## Your assignment:
Work through the data and say how many lines contain "resume". The number alone is the answer.

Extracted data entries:

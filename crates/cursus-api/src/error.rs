//! API error type and [`axum::response::IntoResponse`] implementation.

use axum::{
  Json,
  http::StatusCode,
  response::{IntoResponse, Response},
};
use cursus_core::Error;
use serde_json::json;

/// An error returned by an API handler — the core taxonomy mapped onto
/// HTTP status codes.
#[derive(Debug, thiserror::Error)]
#[error(transparent)]
pub struct ApiError(#[from] pub Error);

impl IntoResponse for ApiError {
  fn into_response(self) -> Response {
    let status = match &self.0 {
      Error::LearnerNotFound(_)
      | Error::CourseNotFound(_)
      | Error::EnrollmentNotFound { .. }
      | Error::CertificateNotFound { .. } => StatusCode::NOT_FOUND,

      Error::UnknownLesson { .. } => StatusCode::UNPROCESSABLE_ENTITY,

      // Conflicts: the caller's picture of the world is stale. A retried
      // read (or, for IllegalTransition, finishing the preceding lessons)
      // resolves these.
      Error::AlreadyEnrolled { .. }
      | Error::IllegalTransition { .. }
      | Error::NotEligible { .. }
      | Error::VersionConflict { .. } => StatusCode::CONFLICT,

      Error::CatalogUnavailable(_) => StatusCode::BAD_GATEWAY,

      // DuplicateCertificate is handled inside the issuer and should never
      // reach a handler; seeing it here, or any corruption, is a server
      // fault worth alerting on.
      Error::DuplicateCertificate { .. }
      | Error::Corrupt(_)
      | Error::Storage(_) => StatusCode::INTERNAL_SERVER_ERROR,
    };

    if status == StatusCode::INTERNAL_SERVER_ERROR {
      tracing::error!(error = %self.0, "internal error serving request");
    }

    (status, Json(json!({ "error": self.0.to_string() }))).into_response()
  }
}
//! Handlers for `/certificates` endpoints.
//!
//! | Method | Path | Notes |
//! |--------|------|-------|
//! | `POST` | `/certificates` | Idempotent issuance; body: `{"learner_id":..,"course_id":..}` |
//! | `GET`  | `/certificates/:learner_id/:course_id` | 404 until issued |
//!
//! The POST surface lets a certificate view lazily generate on first visit;
//! repeated calls always return the one persisted record.

use std::sync::Arc;

use axum::{
  Json,
  extract::{Path, State},
};
use cursus_core::{
  catalog::{CourseCatalog, LearnerDirectory},
  certificate::Certificate,
  store::EnrollmentStore,
  tracker::ProgressTracker,
};
use serde::Deserialize;
use uuid::Uuid;

use crate::error::ApiError;

#[derive(Debug, Deserialize)]
pub struct IssueBody {
  pub learner_id: Uuid,
  pub course_id:  Uuid,
}

/// `POST /certificates`
pub async fn issue<S, C>(
  State(tracker): State<Arc<ProgressTracker<S, C>>>,
  Json(body): Json<IssueBody>,
) -> Result<Json<Certificate>, ApiError>
where
  S: EnrollmentStore,
  C: CourseCatalog + LearnerDirectory,
{
  let certificate = tracker
    .issuer()
    .issue(body.learner_id, body.course_id)
    .await?;
  tracing::info!(
    learner_id = %body.learner_id,
    course_id = %body.course_id,
    certificate_id = %certificate.certificate_id,
    "certificate issued or re-served"
  );
  Ok(Json(certificate))
}

/// `GET /certificates/:learner_id/:course_id`
pub async fn get_one<S, C>(
  State(tracker): State<Arc<ProgressTracker<S, C>>>,
  Path((learner_id, course_id)): Path<(Uuid, Uuid)>,
) -> Result<Json<Certificate>, ApiError>
where
  S: EnrollmentStore,
  C: CourseCatalog + LearnerDirectory,
{
  Ok(Json(tracker.issuer().get(learner_id, course_id).await?))
}
//! Handlers for `/enrollments` endpoints.
//!
//! | Method | Path | Notes |
//! |--------|------|-------|
//! | `POST` | `/enrollments` | Body: `{"learner_id":..,"course_id":..}`; 409 if already enrolled |
//! | `GET`  | `/enrollments/:learner_id/:course_id` | 404 if not enrolled |
//! | `GET`  | `/enrollments/learner/:learner_id` | newest first |
//! | `GET`  | `/enrollments/course/:course_id` | oldest first |
//! | `DELETE` | `/enrollments/:learner_id/:course_id` | admin unenroll; keeps certificates |
//! | `POST` | `/enrollments/:learner_id/:course_id/lessons/:lesson_id/complete` | completion event |

use std::sync::Arc;

use axum::{
  Json,
  extract::{Path, State},
  http::StatusCode,
  response::IntoResponse,
};
use cursus_core::{
  catalog::{CourseCatalog, LearnerDirectory},
  enrollment::Enrollment,
  store::EnrollmentStore,
  tracker::{CompletionOutcome, ProgressTracker},
};
use serde::Deserialize;
use uuid::Uuid;

use crate::error::ApiError;

// ─── Create ──────────────────────────────────────────────────────────────────

#[derive(Debug, Deserialize)]
pub struct EnrollBody {
  pub learner_id: Uuid,
  pub course_id:  Uuid,
}

/// `POST /enrollments`
pub async fn create<S, C>(
  State(tracker): State<Arc<ProgressTracker<S, C>>>,
  Json(body): Json<EnrollBody>,
) -> Result<impl IntoResponse, ApiError>
where
  S: EnrollmentStore,
  C: CourseCatalog + LearnerDirectory,
{
  let enrollment = tracker.enroll(body.learner_id, body.course_id).await?;
  tracing::info!(
    learner_id = %body.learner_id,
    course_id = %body.course_id,
    "learner enrolled"
  );
  Ok((StatusCode::CREATED, Json(enrollment)))
}

// ─── Reads ───────────────────────────────────────────────────────────────────

/// `GET /enrollments/:learner_id/:course_id`
pub async fn get_one<S, C>(
  State(tracker): State<Arc<ProgressTracker<S, C>>>,
  Path((learner_id, course_id)): Path<(Uuid, Uuid)>,
) -> Result<Json<Enrollment>, ApiError>
where
  S: EnrollmentStore,
  C: CourseCatalog + LearnerDirectory,
{
  Ok(Json(tracker.enrollment(learner_id, course_id).await?))
}

/// `GET /enrollments/learner/:learner_id`
pub async fn list_for_learner<S, C>(
  State(tracker): State<Arc<ProgressTracker<S, C>>>,
  Path(learner_id): Path<Uuid>,
) -> Result<Json<Vec<Enrollment>>, ApiError>
where
  S: EnrollmentStore,
  C: CourseCatalog + LearnerDirectory,
{
  Ok(Json(tracker.enrollments_for_learner(learner_id).await?))
}

/// `GET /enrollments/course/:course_id`
pub async fn list_for_course<S, C>(
  State(tracker): State<Arc<ProgressTracker<S, C>>>,
  Path(course_id): Path<Uuid>,
) -> Result<Json<Vec<Enrollment>>, ApiError>
where
  S: EnrollmentStore,
  C: CourseCatalog + LearnerDirectory,
{
  Ok(Json(tracker.enrollments_for_course(course_id).await?))
}

// ─── Delete ──────────────────────────────────────────────────────────────────

/// `DELETE /enrollments/:learner_id/:course_id`
pub async fn delete_one<S, C>(
  State(tracker): State<Arc<ProgressTracker<S, C>>>,
  Path((learner_id, course_id)): Path<(Uuid, Uuid)>,
) -> Result<StatusCode, ApiError>
where
  S: EnrollmentStore,
  C: CourseCatalog + LearnerDirectory,
{
  tracker.unenroll(learner_id, course_id).await?;
  tracing::info!(%learner_id, %course_id, "enrollment removed");
  Ok(StatusCode::NO_CONTENT)
}

// ─── The completion event ────────────────────────────────────────────────────

/// `POST /enrollments/:learner_id/:course_id/lessons/:lesson_id/complete`
pub async fn complete_lesson<S, C>(
  State(tracker): State<Arc<ProgressTracker<S, C>>>,
  Path((learner_id, course_id, lesson_id)): Path<(Uuid, Uuid, String)>,
) -> Result<Json<CompletionOutcome>, ApiError>
where
  S: EnrollmentStore,
  C: CourseCatalog + LearnerDirectory,
{
  let outcome = tracker
    .record_lesson_completion(learner_id, course_id, &lesson_id)
    .await?;

  if let Some(certificate) = &outcome.certificate {
    tracing::info!(
      %learner_id,
      %course_id,
      certificate_id = %certificate.certificate_id,
      "course completed"
    );
  }

  Ok(Json(outcome))
}
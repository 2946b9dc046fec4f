//! The sequential-unlock policy.
//!
//! Pure functions over an [`Enrollment`] and a [`LessonSequence`] — no side
//! effects, no storage access. Lessons unlock strictly in order: a learner
//! may revisit anything they have watched plus the single next lesson, and
//! nothing beyond it. Enforcement lives here, server-side, exclusively; any
//! client-side gating is a UX convenience.
//!
//! The watched set is not stored as a set. It is derived from the resume
//! pointer (`last_lesson_watched`): every lesson strictly before it counts
//! as watched. When the pointer no longer matches the sequence (course
//! content edited since enrollment) the count falls back to a best-effort
//! derivation from the persisted percentage. The fallback is deterministic
//! but not authoritative.

use crate::{
  catalog::LessonSequence,
  enrollment::Enrollment,
};

/// Number of distinct lessons the learner has completed.
pub fn watched_count(enrollment: &Enrollment, seq: &LessonSequence) -> usize {
  if enrollment.progress == 100 {
    return seq.len();
  }
  match &enrollment.last_lesson_watched {
    None => 0,
    Some(lesson_id) => match seq.position(lesson_id) {
      // Lessons strictly before the resume pointer are watched.
      Some(pos) => pos,
      // Stale pointer: derive from the percentage instead.
      None => {
        (enrollment.progress as usize * seq.len()) / 100
      }
    },
  }
}

/// The highest lesson index the learner currently has access to.
pub fn frontier_index(enrollment: &Enrollment, seq: &LessonSequence) -> usize {
  watched_count(enrollment, seq).min(seq.len().saturating_sub(1))
}

/// Whether the learner may access the lesson at `index`.
/// Lesson 0 is always accessible (bootstrap case).
pub fn can_access(
  index: usize,
  enrollment: &Enrollment,
  seq: &LessonSequence,
) -> bool {
  index == 0 || index <= frontier_index(enrollment, seq)
}

/// The result of recording that the lesson at some index finished playing.
#[derive(Debug, Clone, PartialEq, Eq)]
pub struct CompletionAdvance {
  /// `max(previous frontier, completed index)`.
  pub new_frontier: usize,
  /// The lesson immediately following the completed one, or `None` when the
  /// completed lesson was the last in the sequence.
  pub next_lesson:  Option<String>,
}

/// Record that the lesson at `index` has just finished playing.
///
/// Callers must have validated `index` with [`can_access`] first.
pub fn record_completion(
  index: usize,
  enrollment: &Enrollment,
  seq: &LessonSequence,
) -> CompletionAdvance {
  CompletionAdvance {
    new_frontier: frontier_index(enrollment, seq).max(index),
    next_lesson:  seq.get(index + 1).map(|l| l.lesson_id.clone()),
  }
}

## Answer to the problem:
2